While a company may not want extra heat in the server room, that heat could be useful in other parts of the building. For this reason, many data centers are harnessing the heat they draw off servers and delivering it elsewhere.
This method will be used by a new hybrid supercomputer being built for the U.S. Department of Energy’s National Renewable Energy Laboratory, which has partnered with HP and Intel to create both the machine and an energy-efficient data center to house it. Heat from the as-yet-unnamed computer, which will be located in a facility in Golden, Colo., will be harvested and delivered to other parts of the building. This, in conjunction with other cutting-edge cooling methods such as component-level water cooling inside the server (a process that is still in beta stages by HP and not yet commercially available), will result in a petaflops-class computer that uses no mechanical chilling.
The design developed by HP and Intel is reportedly capable of reducing server heat by 90 percent, leaving the remaining 10 percent to be dealt with by evaporative cooling.
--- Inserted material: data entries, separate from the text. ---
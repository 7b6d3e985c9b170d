//! Ports to the outside world.

pub mod transport;

pub use transport::{FrameReceiver, FrameSender, TransportError};
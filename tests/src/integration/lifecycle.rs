//! # Lifecycle Scenarios
//!
//! Calls that never get an answer still end: by deadline, by the caller
//! giving up, by the connection going away or by shutdown.

#[cfg(test)]
mod tests {
    use crate::integration::support::*;
    use ledger_ws_client::commands::FeeRequest;
    use ledger_ws_client::domain::messages;
    use ledger_ws_client::{CallError, ClientConfig};
    use serde_json::json;
    use std::time::Duration;

    #[tokio::test(start_paused = true)]
    async fn test_unanswered_call_times_out() {
        let config = ClientConfig {
            default_timeout: Duration::from_secs(3),
            ..ClientConfig::default()
        };
        let (client, _node) = client_with(config, 1);

        let err = client.fee().await.unwrap_err();
        assert!(err.is_timeout());
        assert_eq!(err, CallError::local(messages::TIMED_OUT));

        assert_eq!(client.stats().timeouts, 1);
        assert_eq!(client.pending_count(), 0);
    }

    #[tokio::test(start_paused = true)]
    async fn test_reaper_expires_issued_calls() {
        let config = ClientConfig {
            default_timeout: Duration::from_secs(2),
            reaper_interval: Duration::from_secs(1),
            ..ClientConfig::default()
        };
        let (client, _node) = client_with(config, 1);

        let call = client.issue(&FeeRequest::default()).await.unwrap();
        assert_eq!(client.pending_count(), 1);

        tokio::time::sleep(Duration::from_secs(4)).await;
        assert_eq!(client.pending_count(), 0);
        assert!(call.wait().await.unwrap_err().is_timeout());
    }

    #[tokio::test]
    async fn test_dropped_handle_cancels_call() {
        let (client, mut node) = client_starting_at(1);

        let call = client.issue(&FeeRequest::default()).await.unwrap();
        let request = node.next_request().await.unwrap();
        drop(call);

        assert_eq!(client.pending_count(), 0);
        assert_eq!(client.stats().cancelled, 1);

        // the late answer is dropped; the next call still completes
        node.succeed(&request["id"], json!({})).await;
        let next = client.issue(&FeeRequest::default()).await.unwrap();
        let next_request = node.next_request().await.unwrap();
        node.succeed(&next_request["id"], json!({})).await;
        assert!(next.wait().await.is_ok());
        assert_eq!(client.stats().orphan_frames, 1);
    }

    #[tokio::test]
    async fn test_transport_close_fails_every_pending_call() {
        let (client, mut node) = client_starting_at(1);

        let first = client.issue(&FeeRequest::default()).await.unwrap();
        let second = client.issue(&FeeRequest::default()).await.unwrap();
        node.next_request().await.unwrap();
        node.next_request().await.unwrap();

        node.hang_up();

        let closed = CallError::local(messages::CONNECTION_CLOSED);
        assert_eq!(first.wait().await.unwrap_err(), closed);
        assert_eq!(second.wait().await.unwrap_err(), closed);
        assert!(client.is_closed());
        assert_eq!(client.fee().await.unwrap_err(), closed);
    }

    #[tokio::test]
    async fn test_shutdown_fails_pending_calls() {
        let (client, _node) = client_starting_at(1);
        let call = client.issue(&FeeRequest::default()).await.unwrap();

        client.shutdown();

        assert_eq!(
            call.wait().await.unwrap_err(),
            CallError::local(messages::SHUTDOWN)
        );
        assert_eq!(client.pending_count(), 0);
    }
}
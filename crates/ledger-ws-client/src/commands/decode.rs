//! Result decoding: a total mapping from command kind to decoder.

use crate::commands::results::*;
use crate::commands::CommandKind;
use crate::domain::error::CallError;
use ledger_types::TransactionWithMetaData;
use serde::de::DeserializeOwned;
use serde::Deserialize;
use serde_json::Value;

/// Decodes the raw `result` text of a successful response for `kind`.
///
/// A failure here is a local defect (version skew, corrupt payload) and is
/// reported as [`CallError::Decode`], never as a zero-valued result.
pub fn decode_result(kind: CommandKind, body: &str) -> Result<CommandResult, CallError> {
    let result = match kind {
        CommandKind::AccountTx => CommandResult::AccountTx(decode(kind, body)?),
        CommandKind::Tx => CommandResult::Tx(decode_tx(body)?),
        CommandKind::Submit => CommandResult::Submit(decode(kind, body)?),
        CommandKind::Ledger => CommandResult::Ledger(decode(kind, body)?),
        CommandKind::LedgerHeader => CommandResult::LedgerHeader(decode(kind, body)?),
        CommandKind::LedgerData => CommandResult::LedgerData(decode(kind, body)?),
        CommandKind::BinaryLedgerData => CommandResult::BinaryLedgerData(decode(kind, body)?),
        CommandKind::RipplePathFind => CommandResult::RipplePathFind(decode(kind, body)?),
        CommandKind::AccountInfo => CommandResult::AccountInfo(decode(kind, body)?),
        CommandKind::AccountLines => CommandResult::AccountLines(decode(kind, body)?),
        CommandKind::AccountOffers => CommandResult::AccountOffers(decode(kind, body)?),
        CommandKind::BookOffers => CommandResult::BookOffers(decode(kind, body)?),
        CommandKind::Fee => CommandResult::Fee(decode(kind, body)?),
        CommandKind::ServerState => CommandResult::ServerState(decode(kind, body)?),
    };
    Ok(result)
}

fn decode<T: DeserializeOwned>(kind: CommandKind, body: &str) -> Result<T, CallError> {
    serde_json::from_str(body).map_err(|e| CallError::decode(kind.wire_name(), e))
}

/// First pass over a `tx` body: only the validation flag.
#[derive(Deserialize)]
struct ValidationFlag {
    #[serde(default)]
    validated: Option<bool>,
}

/// Two passes over the same body. The first reads `validated` (absent means
/// provisional), the second hands the whole body to the kind-dispatching
/// transaction decoder.
pub fn decode_tx(body: &str) -> Result<TxResult, CallError> {
    let command = CommandKind::Tx.wire_name();
    let body: Value = serde_json::from_str(body).map_err(|e| CallError::decode(command, e))?;
    let flag = ValidationFlag::deserialize(&body).map_err(|e| CallError::decode(command, e))?;
    let transaction =
        TransactionWithMetaData::from_value(body).map_err(|e| CallError::decode(command, e))?;
    Ok(TxResult {
        validated: flag.validated.unwrap_or(false),
        transaction,
    })
}
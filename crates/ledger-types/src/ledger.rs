//! # Ledger Headers and State
//!
//! Ledger headers, the polymorphic state entries keyed by `LedgerEntryType`,
//! and the per-account listings (trust lines, offers, order-book offers).

use crate::errors::ModelError;
use crate::primitives::{Account, Amount, Currency, Drops, Hash256, RippleTime, Value};
use crate::tagged::{decode_as, discriminator};
use crate::transactions::TransactionWithMetaData;
use serde::{Deserialize, Deserializer};
use serde_json::{Map, Value as Json};
use serde_with::{serde_as, DisplayFromStr, PickFirst};

/// Name of the ledger entry discriminator field.
pub const LEDGER_ENTRY_TYPE_FIELD: &str = "LedgerEntryType";

// =============================================================================
// LEDGER HEADER
// =============================================================================

/// One transaction of a ledger: only its hash, or the full body with
/// metadata when the ledger was requested with `expand`.
#[derive(Debug, Clone, PartialEq, Deserialize)]
#[serde(untagged)]
pub enum LedgerTransaction {
    Hash(Hash256),
    Full(Box<TransactionWithMetaData>),
}

impl LedgerTransaction {
    pub fn hash(&self) -> Option<&Hash256> {
        match self {
            Self::Hash(hash) => Some(hash),
            Self::Full(tx) => tx.hash(),
        }
    }
}

/// A ledger header as rendered by `ledger` and `ledger_header`.
///
/// The node renders `ledger_index` as a number or as numeric text depending
/// on the command; both are accepted.
#[serde_as]
#[derive(Debug, Clone, PartialEq, Deserialize)]
pub struct Ledger {
    #[serde_as(as = "PickFirst<(_, DisplayFromStr)>")]
    pub ledger_index: u32,
    /// Legacy duplicate of `ledger_index` that nodes still send.
    #[serde_as(as = "Option<PickFirst<(_, DisplayFromStr)>>")]
    #[serde(rename = "seqNum")]
    pub seq_num: Option<u32>,
    #[serde(default)]
    pub ledger_hash: Option<Hash256>,
    #[serde(default)]
    pub parent_hash: Option<Hash256>,
    #[serde(default)]
    pub account_hash: Option<Hash256>,
    #[serde(default)]
    pub transaction_hash: Option<Hash256>,
    #[serde_as(as = "Option<PickFirst<(_, DisplayFromStr)>>")]
    pub total_coins: Option<u64>,
    #[serde(default)]
    pub close_time: Option<RippleTime>,
    #[serde(default)]
    pub parent_close_time: Option<RippleTime>,
    #[serde(default)]
    pub close_time_resolution: Option<u8>,
    #[serde(default)]
    pub close_flags: Option<u8>,
    #[serde(default)]
    pub closed: bool,
    #[serde(default)]
    pub accepted: bool,
    #[serde(default)]
    pub transactions: Vec<LedgerTransaction>,
}

impl Ledger {
    pub fn total_coins(&self) -> Option<Drops> {
        self.total_coins.map(Drops)
    }
}

// =============================================================================
// LEDGER ENTRIES
// =============================================================================

#[derive(Debug, Clone, PartialEq, Eq, Hash)]
pub enum LedgerEntryKind {
    AccountRoot,
    RippleState,
    Offer,
    DirectoryNode,
    Other(String),
}

impl LedgerEntryKind {
    fn from_name(name: &str) -> Self {
        match name {
            "AccountRoot" => Self::AccountRoot,
            "RippleState" => Self::RippleState,
            "Offer" => Self::Offer,
            "DirectoryNode" => Self::DirectoryNode,
            other => Self::Other(other.to_string()),
        }
    }
}

#[derive(Debug, Clone, PartialEq, Deserialize)]
#[serde(rename_all = "PascalCase")]
pub struct AccountRoot {
    pub account: Account,
    pub balance: Drops,
    pub sequence: u32,
    #[serde(default)]
    pub owner_count: u32,
    #[serde(default)]
    pub flags: u32,
    #[serde(rename = "PreviousTxnID", default)]
    pub previous_txn_id: Option<Hash256>,
    #[serde(default)]
    pub previous_txn_lgr_seq: Option<u32>,
    #[serde(default)]
    pub domain: Option<String>,
    #[serde(rename = "index", default)]
    pub index: Option<Hash256>,
}

#[derive(Debug, Clone, PartialEq, Deserialize)]
#[serde(rename_all = "PascalCase")]
pub struct RippleState {
    pub balance: Amount,
    pub high_limit: Amount,
    pub low_limit: Amount,
    #[serde(default)]
    pub flags: u32,
    #[serde(rename = "index", default)]
    pub index: Option<Hash256>,
}

#[derive(Debug, Clone, PartialEq, Deserialize)]
#[serde(rename_all = "PascalCase")]
pub struct Offer {
    pub account: Account,
    pub sequence: u32,
    pub taker_pays: Amount,
    pub taker_gets: Amount,
    #[serde(default)]
    pub book_directory: Option<Hash256>,
    #[serde(default)]
    pub expiration: Option<u32>,
    #[serde(default)]
    pub flags: u32,
    #[serde(rename = "index", default)]
    pub index: Option<Hash256>,
}

#[derive(Debug, Clone, PartialEq, Deserialize)]
#[serde(rename_all = "PascalCase")]
pub struct DirectoryNode {
    #[serde(default)]
    pub indexes: Vec<Hash256>,
    pub root_index: Hash256,
    #[serde(default)]
    pub owner: Option<Account>,
    #[serde(default)]
    pub flags: u32,
    #[serde(rename = "index", default)]
    pub index: Option<Hash256>,
}

/// A state entry of a kind without a dedicated shape.
#[derive(Debug, Clone, PartialEq)]
pub struct OtherEntry {
    pub kind: String,
    pub fields: Map<String, Json>,
}

/// A ledger state entry of any kind.
#[derive(Debug, Clone, PartialEq)]
pub enum LedgerEntry {
    AccountRoot(AccountRoot),
    RippleState(RippleState),
    Offer(Offer),
    DirectoryNode(DirectoryNode),
    Other(OtherEntry),
}

impl LedgerEntry {
    pub fn from_value(value: Json) -> Result<Self, ModelError> {
        let name = discriminator(&value, LEDGER_ENTRY_TYPE_FIELD)?;
        Ok(match LedgerEntryKind::from_name(&name) {
            LedgerEntryKind::AccountRoot => Self::AccountRoot(decode_as(&name, value)?),
            LedgerEntryKind::RippleState => Self::RippleState(decode_as(&name, value)?),
            LedgerEntryKind::Offer => Self::Offer(decode_as(&name, value)?),
            LedgerEntryKind::DirectoryNode => Self::DirectoryNode(decode_as(&name, value)?),
            LedgerEntryKind::Other(kind) => {
                let Json::Object(mut fields) = value else {
                    return Err(ModelError::body(kind, "expected a JSON object"));
                };
                fields.remove(LEDGER_ENTRY_TYPE_FIELD);
                Self::Other(OtherEntry { kind, fields })
            }
        })
    }

    pub fn kind(&self) -> LedgerEntryKind {
        match self {
            Self::AccountRoot(_) => LedgerEntryKind::AccountRoot,
            Self::RippleState(_) => LedgerEntryKind::RippleState,
            Self::Offer(_) => LedgerEntryKind::Offer,
            Self::DirectoryNode(_) => LedgerEntryKind::DirectoryNode,
            Self::Other(other) => LedgerEntryKind::Other(other.kind.clone()),
        }
    }
}

impl<'de> Deserialize<'de> for LedgerEntry {
    fn deserialize<D: Deserializer<'de>>(deserializer: D) -> Result<Self, D::Error> {
        let value = Json::deserialize(deserializer)?;
        LedgerEntry::from_value(value).map_err(serde::de::Error::custom)
    }
}

// =============================================================================
// ACCOUNT LISTINGS
// =============================================================================

/// One trust line as listed by `account_lines`.
#[derive(Debug, Clone, PartialEq, Deserialize)]
pub struct AccountLine {
    pub account: Account,
    pub balance: Value,
    pub currency: Currency,
    pub limit: Value,
    pub limit_peer: Value,
    #[serde(default)]
    pub quality_in: u32,
    #[serde(default)]
    pub quality_out: u32,
    #[serde(default)]
    pub no_ripple: bool,
    #[serde(default)]
    pub no_ripple_peer: bool,
    #[serde(default)]
    pub freeze: bool,
}

/// One offer as listed by `account_offers`.
#[derive(Debug, Clone, PartialEq, Deserialize)]
pub struct AccountOffer {
    #[serde(default)]
    pub flags: u32,
    pub seq: u32,
    pub taker_gets: Amount,
    pub taker_pays: Amount,
    #[serde(default)]
    pub quality: Option<String>,
    #[serde(default)]
    pub expiration: Option<u32>,
}

/// An order-book offer as returned by `book_offers`: the offer entry plus
/// the funding view computed by the node.
#[derive(Debug, Clone, PartialEq, Deserialize)]
pub struct OrderBookOffer {
    #[serde(flatten)]
    pub offer: Offer,
    #[serde(default)]
    pub owner_funds: Option<Value>,
    #[serde(default)]
    pub quality: Option<String>,
    #[serde(default)]
    pub taker_gets_funded: Option<Amount>,
    #[serde(default)]
    pub taker_pays_funded: Option<Amount>,
}
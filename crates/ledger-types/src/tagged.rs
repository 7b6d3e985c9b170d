//! Helpers for payloads whose concrete shape is picked by a discriminator
//! field.

use crate::errors::ModelError;
use serde::de::DeserializeOwned;
use serde_json::Value as Json;

/// Reads the string discriminator `field` without consuming the payload.
pub(crate) fn discriminator(value: &Json, field: &'static str) -> Result<String, ModelError> {
    value
        .get(field)
        .and_then(Json::as_str)
        .map(str::to_owned)
        .ok_or(ModelError::MissingDiscriminator(field))
}

/// Decodes `value` into the shape selected for `kind`.
pub(crate) fn decode_as<T: DeserializeOwned>(kind: &str, value: Json) -> Result<T, ModelError> {
    serde_json::from_value(value).map_err(|e| ModelError::body(kind, e))
}

/// Serialises `body` and stamps the discriminator back onto it.
pub(crate) fn with_discriminator<T: serde::Serialize>(
    body: &T,
    field: &'static str,
    kind: &str,
) -> Result<Json, serde_json::Error> {
    let mut value = serde_json::to_value(body)?;
    if let Json::Object(map) = &mut value {
        map.insert(field.to_string(), Json::String(kind.to_string()));
    }
    Ok(value)
}
//! Marker pagination.
//!
//! Listing commands accept an optional marker; each page may carry a marker
//! for the next one. The marker keeps the exact JSON text the node sent and
//! is echoed byte-for-byte, never parsed or inspected. A page without a
//! marker ends the listing.

use crate::commands::requests::{
    AccountLinesRequest, AccountOffersRequest, AccountTxRequest, BinaryLedgerDataRequest,
    LedgerDataRequest,
};
use crate::commands::results::{
    AccountLinesResult, AccountOffersResult, AccountTxResult, BinaryLedgerDataResult,
    LedgerDataResult,
};
use crate::commands::Command;
use serde::{Deserialize, Serialize};
use serde_json::value::RawValue;
use serde_json::Value;

/// Opaque continuation token.
///
/// Holds the raw JSON text of the node's marker. It only deserialises from
/// JSON text, not from an already parsed [`Value`].
#[derive(Debug, Clone, Serialize, Deserialize)]
#[serde(transparent)]
pub struct Marker(Box<RawValue>);

impl Marker {
    /// Marker from JSON text, kept exactly as given.
    pub fn from_json(text: impl Into<String>) -> Result<Self, serde_json::Error> {
        RawValue::from_string(text.into()).map(Self)
    }

    /// The marker's JSON text.
    pub fn as_json(&self) -> &str {
        self.0.get()
    }

    /// Parsed copy for inspection. Numbers beyond `f64` precision lose
    /// digits here; the marker itself does not.
    pub fn to_value(&self) -> Result<Value, serde_json::Error> {
        serde_json::from_str(self.0.get())
    }
}

impl PartialEq for Marker {
    fn eq(&self, other: &Self) -> bool {
        self.as_json() == other.as_json()
    }
}

impl Eq for Marker {}

/// A listing command whose pages are chained by a [`Marker`].
pub trait Paginated: Command + Clone {
    /// Marker this request resumes from.
    fn marker(&self) -> Option<&Marker>;

    fn set_marker(&mut self, marker: Option<Marker>);

    /// Marker carried by a page, if more pages follow.
    fn next_marker(page: &Self::Output) -> Option<&Marker>;
}

/// The request for the page after `page`, or `None` when the listing is
/// exhausted.
pub fn next_request<C: Paginated>(previous: &C, page: &C::Output) -> Option<C> {
    let marker = C::next_marker(page)?.clone();
    let mut next = previous.clone();
    next.set_marker(Some(marker));
    Some(next)
}

macro_rules! impl_paginated {
    ($($request:ty => $result:ty),* $(,)?) => {
        $(
            impl Paginated for $request {
                fn marker(&self) -> Option<&Marker> {
                    self.marker.as_ref()
                }

                fn set_marker(&mut self, marker: Option<Marker>) {
                    self.marker = marker;
                }

                fn next_marker(page: &$result) -> Option<&Marker> {
                    page.marker.as_ref()
                }
            }
        )*
    };
}

impl_paginated! {
    AccountTxRequest => AccountTxResult,
    LedgerDataRequest => LedgerDataResult,
    BinaryLedgerDataRequest => BinaryLedgerDataResult,
    AccountLinesRequest => AccountLinesResult,
    AccountOffersRequest => AccountOffersResult,
}
//! # Correlation Scenarios
//!
//! Each response reaches the call that asked for it, whatever order the node
//! answers in, and frames for nobody are dropped without side effects.

#[cfg(test)]
mod tests {
    use crate::integration::support::*;
    use futures::future::join;
    use ledger_types::{Amount, Transaction, TransactionKind};
    use ledger_ws_client::commands::{FeeRequest, TxRequest};
    use ledger_ws_client::{CallError, CallId};
    use serde_json::json;

    fn tx_request() -> TxRequest {
        TxRequest {
            transaction: TX_HASH.parse().unwrap(),
        }
    }

    // =============================================================================
    // SINGLE CALLS
    // =============================================================================

    #[tokio::test]
    async fn test_validated_offer_create_decodes() {
        let (client, mut node) = client_starting_at(1);

        let call = client.issue(&tx_request()).await.unwrap();
        let request = node.next_request().await.unwrap();
        assert_eq!(request["id"], 1);
        assert_eq!(request["command"], "tx");
        assert_eq!(request["transaction"], TX_HASH);

        node.succeed(&request["id"], offer_create_result()).await;
        let result = call.wait().await.unwrap();

        assert!(result.validated);
        assert_eq!(result.transaction.kind(), TransactionKind::OfferCreate);
        let Transaction::OfferCreate(offer) = &result.transaction.transaction else {
            panic!("expected OfferCreate, got {}", result.transaction.kind());
        };
        assert_eq!(offer.common.sequence, 1681497);
        assert_eq!(offer.common.account.as_str(), ACCOUNT);
        assert!(matches!(offer.taker_gets, Amount::Native(_)));
        assert!(matches!(offer.taker_pays, Amount::Issued { .. }));
        assert!(result
            .transaction
            .meta
            .as_ref()
            .unwrap()
            .transaction_result
            .is_success());
    }

    #[tokio::test]
    async fn test_provisional_result_is_not_validated() {
        let (client, mut node) = client_starting_at(1);
        let mut body = offer_create_result();
        body["validated"] = json!(false);

        let call = client.issue(&tx_request()).await.unwrap();
        let request = node.next_request().await.unwrap();
        node.succeed(&request["id"], body).await;

        let result = call.wait().await.unwrap();
        assert!(!result.validated);
        assert_eq!(result.transaction.kind(), TransactionKind::OfferCreate);
    }

    #[tokio::test]
    async fn test_remote_error_reaches_its_caller() {
        let (client, mut node) = client_starting_at(3);

        let call = client.issue(&FeeRequest::default()).await.unwrap();
        let request = node.next_request().await.unwrap();
        assert_eq!(request["id"], 3);
        node.fail(&request["id"], -1, "bad request").await;

        let err = call.wait().await.unwrap_err();
        assert!(err.is_remote());
        let remote = err.command_error().unwrap();
        assert_eq!(remote.code, -1);
        assert_eq!(remote.message, "bad request");
        assert_eq!(client.stats().remote_errors, 1);
    }

    // =============================================================================
    // CONCURRENT CALLS
    // =============================================================================

    #[tokio::test]
    async fn test_reversed_responses_reach_their_callers() {
        let (client, mut node) = client_starting_at(5);

        let first = client.issue(&FeeRequest::default()).await.unwrap();
        let second = client.issue(&tx_request()).await.unwrap();
        assert_eq!(first.id(), CallId::new(5));
        assert_eq!(second.id(), CallId::new(6));

        let fee_request = node.next_request().await.unwrap();
        let tx_envelope = node.next_request().await.unwrap();

        node.succeed(&tx_envelope["id"], offer_create_result()).await;
        node.succeed(
            &fee_request["id"],
            json!({ "current_queue_size": "4", "drops": { "base_fee": "10" } }),
        )
        .await;

        let (fee, tx) = join(first.wait(), second.wait()).await;
        assert_eq!(fee.unwrap().current_queue_size, Some(4));
        assert_eq!(tx.unwrap().transaction.kind(), TransactionKind::OfferCreate);
        assert_eq!(client.pending_count(), 0);
    }

    #[tokio::test]
    async fn test_many_concurrent_requests() {
        let (client, mut node) = client_starting_at(1);

        let responder = tokio::spawn(async move {
            let mut ids = Vec::new();
            for _ in 0..20 {
                ids.push(node.next_request().await.unwrap()["id"].clone());
            }
            for id in ids.iter().rev() {
                let queue = id.as_u64().unwrap().to_string();
                node.succeed(id, json!({ "current_queue_size": queue })).await;
            }
            node
        });

        let calls = (0..20).map(|_| client.fee());
        let results = futures::future::join_all(calls).await;
        let _node = responder.await.unwrap();

        let mut queues: Vec<u32> = results
            .into_iter()
            .map(|r| r.unwrap().current_queue_size.unwrap())
            .collect();
        queues.sort_unstable();
        assert_eq!(queues, (1..=20).collect::<Vec<u32>>());
    }

    // =============================================================================
    // STRAY FRAMES
    // =============================================================================

    #[tokio::test]
    async fn test_orphan_frame_has_no_effect() {
        let (client, mut node) = client_starting_at(1);

        let call = client.issue(&FeeRequest::default()).await.unwrap();
        let request = node.next_request().await.unwrap();

        node.succeed(&json!(42), json!({})).await;
        node.succeed(&request["id"], json!({ "current_queue_size": "0" }))
            .await;

        assert_eq!(call.wait().await.unwrap().current_queue_size, Some(0));
        let stats = client.stats();
        assert_eq!(stats.orphan_frames, 1);
        assert_eq!(stats.completed, 1);
    }

    #[tokio::test]
    async fn test_unsolicited_frame_is_forwarded() {
        let (client, node) = client_starting_at(1);
        let mut events = client.subscribe_unsolicited();

        node.push(json!({ "type": "ledgerClosed", "ledger_index": 6917763 }).to_string())
            .await;

        let event = events.recv().await.unwrap();
        assert_eq!(event["type"], "ledgerClosed");
        assert_eq!(client.stats().unsolicited_frames, 1);
    }

    #[tokio::test]
    async fn test_malformed_frame_produces_diagnostic() {
        let (client, node) = client_starting_at(1);
        let mut diagnostics = client.subscribe_diagnostics();

        node.push("{ not json").await;

        let diagnostic = diagnostics.recv().await.unwrap();
        assert_eq!(diagnostic.frame_len, "{ not json".len());
        assert!(!client.is_closed());
        assert_eq!(client.stats().malformed_frames, 1);
    }

    #[tokio::test]
    async fn test_undecodable_result_fails_only_that_call() {
        let (client, mut node) = client_starting_at(1);

        let broken = client.issue(&tx_request()).await.unwrap();
        let healthy = client.issue(&FeeRequest::default()).await.unwrap();
        let broken_id = node.next_request().await.unwrap()["id"].clone();
        let healthy_id = node.next_request().await.unwrap()["id"].clone();

        node.succeed(&broken_id, json!({ "validated": true })).await;
        node.succeed(&healthy_id, json!({})).await;

        assert!(matches!(
            broken.wait().await.unwrap_err(),
            CallError::Decode { command: "tx", .. }
        ));
        assert!(healthy.wait().await.is_ok());
    }
}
As companies go greener yet need to launch more web services and store ever larger blocks of data, green data centers are expected to thrive. As these facilities currently use about 2 percent of the power consumed in the U.S. , it is not hard to envision a near future in which they will consume 5 percent or more of all energy. For companies that develop the “magic bullet” in low-energy cooling, the future is very cool.